April 24, 2017
What is VMware Changed Block Tracking and How It Works
When thinking about modern VMware backup solutions, most leverage a technology called Changed Block Tracking or CBT to facilitate taking incremental backups of virtual machines. This technology is derived from the VMware Data Protection API which allows third-party backup applications to take advantage of CBT to perform backups. The advantage of VMware CBT is that it significantly reduces the amount of time the backup software takes to perform incremental backups because it tracks changes in a special Changed Block Tracking log file. VMware Changed Block Tracking not only benefits incremental backups but also all related activities such as replication. Changed Block Tracking is also used by VMware’s Storage vMotion process that allows virtual machine disk files to be moved from one datastore to another while it is running. Let’s take a closer look at how Changed Block Tracking works, requirements for CBT, how to enable it, and how it relates to third-party backup utilities.

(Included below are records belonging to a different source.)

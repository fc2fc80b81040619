use crate::{
    parser::{
        ast::expr::Expr,
        error::{kind, Error},
        token::{CloseParen, OpenParen},
        Parse,
        Parser,
    },
    tokenizer::TokenKind,
};
use std::{fmt, ops::Range};

#[cfg(feature = "serde")]
use serde::{Deserialize, Serialize};

/// A parenthesized expression. A [`Paren`] can only contain a single expression.
#[derive(Debug, Clone, PartialEq)]
#[cfg_attr(feature = "serde", derive(Serialize, Deserialize))]
pub struct Paren {
    /// The inner expression.
    pub expr: Box<Expr>,

    /// The region of the source code that this [`Paren`] was parsed from.
    pub span: Range<usize>,
}

impl Paren {
    /// Returns the span of the parenthesized expression.
    pub fn span(&self) -> Range<usize> {
        self.span.clone()
    }

    /// Returns the innermost expression in the parenthesized expression.
    pub fn innermost(&self) -> &Expr {
        self.expr.innermost()
    }
}

impl Parse for Paren {
    fn parse(input: &mut Parser) -> Result<Self, Error> {
        let open_paren = input.try_parse::<OpenParen>()?;

        input.nested(|input| input.in_parens(|input| {
            match input.peek_kind() {
                None => return Err(Error::new(
                    vec![open_paren.span.clone()],
                    kind::UnclosedParenthesis { opening: true },
                )),
                Some(TokenKind::CloseParen) => {
                    let close_paren = input.try_parse::<CloseParen>()?;
                    return Err(Error::new(
                        vec![open_paren.span.start..close_paren.span.end],
                        kind::EmptyParenthesis,
                    ));
                },
                Some(_) => (),
            }

            let expr = input.try_parse::<Expr>()?;
            let close_paren = input.try_parse::<CloseParen>()
                .map_err(|_| Error::new(
                    vec![open_paren.span.clone()],
                    kind::UnclosedParenthesis { opening: true },
                ))?;

            Ok(Self {
                expr: Box::new(expr),
                span: open_paren.span.start..close_paren.span.end,
            })
        }))
    }
}

impl std::fmt::Display for Paren {
    fn fmt(&self, f: &mut fmt::Formatter) -> fmt::Result {
        write!(f, "(")?;
        self.expr.fmt(f)?;
        write!(f, ")")
    }
}
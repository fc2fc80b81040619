use tac_parser::parser::{ast::unary::Unary, token::op::UnaryOpKind};
use crate::{Compile, Compiler, InstructionKind, Number, Operand};

impl Compile for Unary {
    fn compile(&self, compiler: &mut Compiler) -> Operand {
        let operand = self.operand.compile(compiler);
        if self.op.kind == UnaryOpKind::Pos {
            return operand;
        }

        // negative literals are folded into the literal itself
        if let Some(value) = operand.as_const() {
            if let Ok(negated) = Number::unary(UnaryOpKind::Neg, value) {
                return Operand::Const(negated);
            }
        }

        let dest = compiler.next_temp();
        compiler.add_instr(InstructionKind::Unary {
            dest: dest.clone(),
            op: self.op.kind,
            operand,
        }, self.span());
        dest.into()
    }
}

How VMware Changed Block Tracking Works?
Changed Block Tracking technology actually keeps up with the blocks of a virtual machine disk that have changed since a certain point in time like a checkpoint. There are obvious advantages when thinking about changed block tracking when it comes to backup operations as mentioned earlier. So, let’s see how CBT technology works.
VMware CBT technology is a part of the VMkernel storage stack that is available for third party applications to query via the vStorage APIs for Data protection. Changed Block Tracking is a VMFS filter. Requirements for Changed Block Tracking include:
- Version 7 virtual hardware or higher
- NFS or iSCSI datastores
- Thick or thin provisioning
- No RAW disk mappings
What are the “blocks” that are recorded that are changed? Changed Blocks are recorded at a VMDK level and not a VMFS level and the variable block sizes are dictated by the size of the VMDK represented.
Changed Block Tracking is enabled in a virtual machine’s advanced configuration parameters. This can be added by navigating to the Advanced/General > Configuration Parameters configuration of the virtual machine. CBT activation is determined by the line ctkEnabled = “True” line in the VMX configuration. Also, for each disk that CBT is enabled, an entry will be included:
- scsix:x.ctkEnabled = “TRUE”
Once CBT is enabled on a virtual machine, the VMkernel creates an additional file with “-ctk.vmdk” in the virtual machine directory that is used to store the mapping of virtual disk blocks. Inside this “ctk” file are sequence numbers that can tell if the blocks for a specific virtual machine disk have changed. The size of the “ctk” file that gets created stays the same and does not grow beyond the original size unless the size of the virtual disk is increased. The size of the “ctk” file is approximately .5MB for every 10GB of the virtual machine disk size.
Most backup solutions will use the VMware SDK method to programmatically enable CBT for a virtual machine and use a stun/unstun cycle which includes either power on or off, suspend/resume, or create/delete a snapshot. During a stun/unstun cycle a special change tracking filter is inserted into the VMware storage stack for the particular VM which allows changed block tracking to instantiate on the virtual machine.
VMware Changed Block Tracking is an integral part of modern backup solutions providing efficient backups of today’s production VMware environments. The built-in VMware APIs allow for hooks into this technology to be utilized for both backup and replication processes. The technology is well tested and heavily utilized not only in backup solutions but also in tried and true VMware technology such as Storage vMotion.